• [The task] Scan the data beneath this task and copy each line that includes "bool".

====== Excerpted records

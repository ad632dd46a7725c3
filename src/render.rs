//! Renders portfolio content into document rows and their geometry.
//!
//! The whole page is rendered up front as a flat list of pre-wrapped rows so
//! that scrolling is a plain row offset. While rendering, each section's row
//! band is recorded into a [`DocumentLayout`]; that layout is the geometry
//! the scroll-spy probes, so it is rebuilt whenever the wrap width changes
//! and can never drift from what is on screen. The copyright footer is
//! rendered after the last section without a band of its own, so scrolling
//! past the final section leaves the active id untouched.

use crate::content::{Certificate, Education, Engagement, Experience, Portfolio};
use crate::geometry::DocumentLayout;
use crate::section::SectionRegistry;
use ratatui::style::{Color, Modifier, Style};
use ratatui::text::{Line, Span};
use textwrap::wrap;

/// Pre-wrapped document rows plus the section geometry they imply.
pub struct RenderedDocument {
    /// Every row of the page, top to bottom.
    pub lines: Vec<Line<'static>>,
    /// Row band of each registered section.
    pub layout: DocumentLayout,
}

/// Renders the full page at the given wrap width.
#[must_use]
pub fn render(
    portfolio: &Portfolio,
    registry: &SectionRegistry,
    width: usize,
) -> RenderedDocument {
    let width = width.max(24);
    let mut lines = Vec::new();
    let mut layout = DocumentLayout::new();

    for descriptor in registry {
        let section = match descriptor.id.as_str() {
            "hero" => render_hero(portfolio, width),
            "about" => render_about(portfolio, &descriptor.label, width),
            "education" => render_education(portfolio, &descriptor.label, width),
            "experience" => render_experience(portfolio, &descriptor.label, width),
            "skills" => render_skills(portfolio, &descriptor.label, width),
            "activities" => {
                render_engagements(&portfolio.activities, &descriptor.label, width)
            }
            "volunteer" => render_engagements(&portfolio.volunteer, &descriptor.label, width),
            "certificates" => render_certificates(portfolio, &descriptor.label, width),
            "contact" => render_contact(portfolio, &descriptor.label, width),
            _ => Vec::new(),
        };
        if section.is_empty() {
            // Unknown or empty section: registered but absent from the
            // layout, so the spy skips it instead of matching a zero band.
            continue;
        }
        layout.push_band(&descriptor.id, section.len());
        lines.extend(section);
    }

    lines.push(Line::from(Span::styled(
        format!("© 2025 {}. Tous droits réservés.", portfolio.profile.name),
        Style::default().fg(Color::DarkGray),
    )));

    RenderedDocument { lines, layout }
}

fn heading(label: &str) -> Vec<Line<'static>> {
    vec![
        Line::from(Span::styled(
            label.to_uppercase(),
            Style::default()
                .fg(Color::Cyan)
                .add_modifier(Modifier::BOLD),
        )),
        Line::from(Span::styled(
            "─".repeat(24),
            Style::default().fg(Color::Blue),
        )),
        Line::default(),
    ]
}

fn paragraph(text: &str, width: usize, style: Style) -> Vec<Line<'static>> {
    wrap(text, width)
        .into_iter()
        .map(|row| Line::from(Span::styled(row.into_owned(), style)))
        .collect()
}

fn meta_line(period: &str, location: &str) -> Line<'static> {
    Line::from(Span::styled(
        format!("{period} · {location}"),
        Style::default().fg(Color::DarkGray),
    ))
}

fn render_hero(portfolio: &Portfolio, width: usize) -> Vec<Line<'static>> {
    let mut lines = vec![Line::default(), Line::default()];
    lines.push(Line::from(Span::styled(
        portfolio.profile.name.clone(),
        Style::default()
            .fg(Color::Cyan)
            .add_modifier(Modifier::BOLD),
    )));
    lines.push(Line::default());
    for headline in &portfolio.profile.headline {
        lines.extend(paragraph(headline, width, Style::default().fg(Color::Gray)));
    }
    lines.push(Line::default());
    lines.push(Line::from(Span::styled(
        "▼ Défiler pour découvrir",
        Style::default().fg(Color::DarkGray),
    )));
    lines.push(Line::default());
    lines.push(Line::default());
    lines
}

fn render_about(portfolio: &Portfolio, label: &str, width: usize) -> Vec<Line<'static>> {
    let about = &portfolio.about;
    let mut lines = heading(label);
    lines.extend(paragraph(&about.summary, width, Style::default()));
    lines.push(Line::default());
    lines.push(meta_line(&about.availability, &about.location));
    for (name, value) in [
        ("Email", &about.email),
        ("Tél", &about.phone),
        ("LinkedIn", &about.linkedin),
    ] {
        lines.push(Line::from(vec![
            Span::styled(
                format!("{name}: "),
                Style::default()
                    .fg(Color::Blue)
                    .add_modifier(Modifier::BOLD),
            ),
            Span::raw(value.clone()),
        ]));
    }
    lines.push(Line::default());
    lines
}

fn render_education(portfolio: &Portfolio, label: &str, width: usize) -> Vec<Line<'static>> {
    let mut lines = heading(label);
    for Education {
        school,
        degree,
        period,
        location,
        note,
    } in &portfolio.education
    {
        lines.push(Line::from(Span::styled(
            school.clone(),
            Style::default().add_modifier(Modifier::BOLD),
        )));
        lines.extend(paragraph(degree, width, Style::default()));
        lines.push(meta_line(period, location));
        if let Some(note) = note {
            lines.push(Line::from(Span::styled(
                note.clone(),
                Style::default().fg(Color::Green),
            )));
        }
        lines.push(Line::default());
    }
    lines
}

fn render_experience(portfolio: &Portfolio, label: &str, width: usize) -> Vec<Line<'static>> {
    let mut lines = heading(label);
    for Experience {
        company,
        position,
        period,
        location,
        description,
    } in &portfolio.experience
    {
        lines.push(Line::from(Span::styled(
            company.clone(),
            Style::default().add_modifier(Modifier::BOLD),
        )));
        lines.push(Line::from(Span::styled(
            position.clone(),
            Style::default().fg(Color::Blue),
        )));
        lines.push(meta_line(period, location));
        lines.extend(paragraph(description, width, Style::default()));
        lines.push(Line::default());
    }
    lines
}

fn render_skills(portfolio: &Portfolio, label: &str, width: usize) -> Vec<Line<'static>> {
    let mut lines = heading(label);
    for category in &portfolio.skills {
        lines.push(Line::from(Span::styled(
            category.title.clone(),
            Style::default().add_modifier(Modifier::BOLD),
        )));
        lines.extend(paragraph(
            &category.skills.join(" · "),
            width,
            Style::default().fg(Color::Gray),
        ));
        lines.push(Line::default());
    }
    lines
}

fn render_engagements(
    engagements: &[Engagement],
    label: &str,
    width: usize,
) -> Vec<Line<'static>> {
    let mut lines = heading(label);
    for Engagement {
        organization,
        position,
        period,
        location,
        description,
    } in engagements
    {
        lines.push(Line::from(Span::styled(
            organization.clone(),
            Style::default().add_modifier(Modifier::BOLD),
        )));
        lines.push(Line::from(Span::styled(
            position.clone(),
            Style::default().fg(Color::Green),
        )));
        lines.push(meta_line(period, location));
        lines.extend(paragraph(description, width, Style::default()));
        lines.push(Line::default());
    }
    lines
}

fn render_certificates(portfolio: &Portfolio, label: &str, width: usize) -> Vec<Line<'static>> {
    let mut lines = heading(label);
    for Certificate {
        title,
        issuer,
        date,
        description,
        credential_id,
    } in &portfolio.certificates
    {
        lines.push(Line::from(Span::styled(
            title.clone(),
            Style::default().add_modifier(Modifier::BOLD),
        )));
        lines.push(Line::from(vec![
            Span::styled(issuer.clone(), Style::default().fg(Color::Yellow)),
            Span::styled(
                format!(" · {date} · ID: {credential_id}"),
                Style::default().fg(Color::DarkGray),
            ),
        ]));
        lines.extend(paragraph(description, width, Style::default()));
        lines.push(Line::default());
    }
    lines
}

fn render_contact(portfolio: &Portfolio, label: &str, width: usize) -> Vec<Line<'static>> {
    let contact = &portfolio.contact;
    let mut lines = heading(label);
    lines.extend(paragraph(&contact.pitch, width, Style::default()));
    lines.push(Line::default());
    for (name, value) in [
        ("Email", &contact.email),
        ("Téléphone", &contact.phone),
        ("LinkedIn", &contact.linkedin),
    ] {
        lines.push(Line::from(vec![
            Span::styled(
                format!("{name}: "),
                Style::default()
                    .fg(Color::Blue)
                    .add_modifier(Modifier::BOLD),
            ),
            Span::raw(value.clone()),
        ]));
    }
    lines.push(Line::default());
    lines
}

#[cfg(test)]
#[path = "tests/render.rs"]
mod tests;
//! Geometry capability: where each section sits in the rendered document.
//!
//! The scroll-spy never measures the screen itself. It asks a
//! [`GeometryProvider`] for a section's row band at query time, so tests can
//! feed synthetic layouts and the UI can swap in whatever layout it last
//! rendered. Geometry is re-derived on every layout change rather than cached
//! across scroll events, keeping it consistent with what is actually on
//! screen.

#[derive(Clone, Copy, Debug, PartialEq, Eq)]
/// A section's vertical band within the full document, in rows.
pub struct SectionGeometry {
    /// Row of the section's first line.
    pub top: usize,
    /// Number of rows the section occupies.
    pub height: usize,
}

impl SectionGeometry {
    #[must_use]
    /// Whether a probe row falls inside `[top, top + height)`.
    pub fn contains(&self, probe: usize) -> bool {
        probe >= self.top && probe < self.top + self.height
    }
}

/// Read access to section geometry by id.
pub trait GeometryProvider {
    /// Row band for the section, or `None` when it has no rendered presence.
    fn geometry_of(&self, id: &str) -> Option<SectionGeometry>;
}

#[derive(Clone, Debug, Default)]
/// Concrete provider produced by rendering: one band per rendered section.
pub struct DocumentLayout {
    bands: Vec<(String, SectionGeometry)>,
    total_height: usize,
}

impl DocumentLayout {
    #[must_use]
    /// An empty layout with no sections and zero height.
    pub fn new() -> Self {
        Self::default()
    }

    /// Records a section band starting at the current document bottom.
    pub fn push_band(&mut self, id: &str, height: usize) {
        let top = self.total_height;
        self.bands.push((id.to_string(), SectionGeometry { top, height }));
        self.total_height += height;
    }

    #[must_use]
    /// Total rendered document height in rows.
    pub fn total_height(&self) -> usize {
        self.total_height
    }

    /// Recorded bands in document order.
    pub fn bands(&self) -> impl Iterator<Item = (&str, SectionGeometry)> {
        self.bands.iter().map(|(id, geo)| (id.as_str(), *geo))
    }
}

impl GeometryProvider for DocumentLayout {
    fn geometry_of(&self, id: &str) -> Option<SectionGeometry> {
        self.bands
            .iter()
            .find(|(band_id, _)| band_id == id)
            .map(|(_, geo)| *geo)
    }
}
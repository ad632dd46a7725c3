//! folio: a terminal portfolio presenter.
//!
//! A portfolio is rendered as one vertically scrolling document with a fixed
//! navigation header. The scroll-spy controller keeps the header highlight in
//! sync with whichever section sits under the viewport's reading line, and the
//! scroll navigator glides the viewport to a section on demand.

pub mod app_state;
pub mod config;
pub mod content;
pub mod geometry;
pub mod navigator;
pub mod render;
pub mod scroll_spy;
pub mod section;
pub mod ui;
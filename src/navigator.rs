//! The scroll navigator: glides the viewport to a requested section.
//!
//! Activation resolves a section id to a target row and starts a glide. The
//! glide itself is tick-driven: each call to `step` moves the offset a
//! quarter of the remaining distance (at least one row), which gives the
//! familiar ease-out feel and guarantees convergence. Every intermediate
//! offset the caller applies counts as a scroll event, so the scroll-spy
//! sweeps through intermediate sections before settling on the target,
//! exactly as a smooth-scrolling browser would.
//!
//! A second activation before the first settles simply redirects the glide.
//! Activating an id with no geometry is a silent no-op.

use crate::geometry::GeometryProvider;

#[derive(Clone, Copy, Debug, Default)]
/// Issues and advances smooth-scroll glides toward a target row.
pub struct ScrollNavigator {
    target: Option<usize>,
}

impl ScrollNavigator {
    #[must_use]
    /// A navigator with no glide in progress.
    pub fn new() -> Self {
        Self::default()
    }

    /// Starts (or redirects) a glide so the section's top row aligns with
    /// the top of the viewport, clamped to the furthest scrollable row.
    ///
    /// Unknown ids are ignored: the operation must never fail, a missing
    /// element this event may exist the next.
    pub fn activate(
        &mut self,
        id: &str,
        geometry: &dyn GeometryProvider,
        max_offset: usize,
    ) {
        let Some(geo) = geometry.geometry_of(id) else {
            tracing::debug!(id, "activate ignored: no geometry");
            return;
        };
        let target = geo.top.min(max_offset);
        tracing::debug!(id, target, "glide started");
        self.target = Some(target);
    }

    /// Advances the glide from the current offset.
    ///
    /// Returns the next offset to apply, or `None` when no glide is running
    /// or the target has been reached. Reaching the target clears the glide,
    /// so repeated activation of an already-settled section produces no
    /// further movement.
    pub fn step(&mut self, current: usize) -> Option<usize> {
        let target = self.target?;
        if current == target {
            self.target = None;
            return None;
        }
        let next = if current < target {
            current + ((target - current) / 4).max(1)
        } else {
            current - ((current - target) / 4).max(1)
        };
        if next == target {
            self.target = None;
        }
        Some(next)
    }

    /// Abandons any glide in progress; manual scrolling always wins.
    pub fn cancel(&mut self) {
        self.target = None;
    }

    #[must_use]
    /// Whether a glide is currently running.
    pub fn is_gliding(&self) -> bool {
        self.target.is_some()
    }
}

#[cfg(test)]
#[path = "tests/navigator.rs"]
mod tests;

============

• [The completed task]
    pub fn contains(&self, probe: usize) -> bool {
    pub fn is_gliding(&self) -> bool {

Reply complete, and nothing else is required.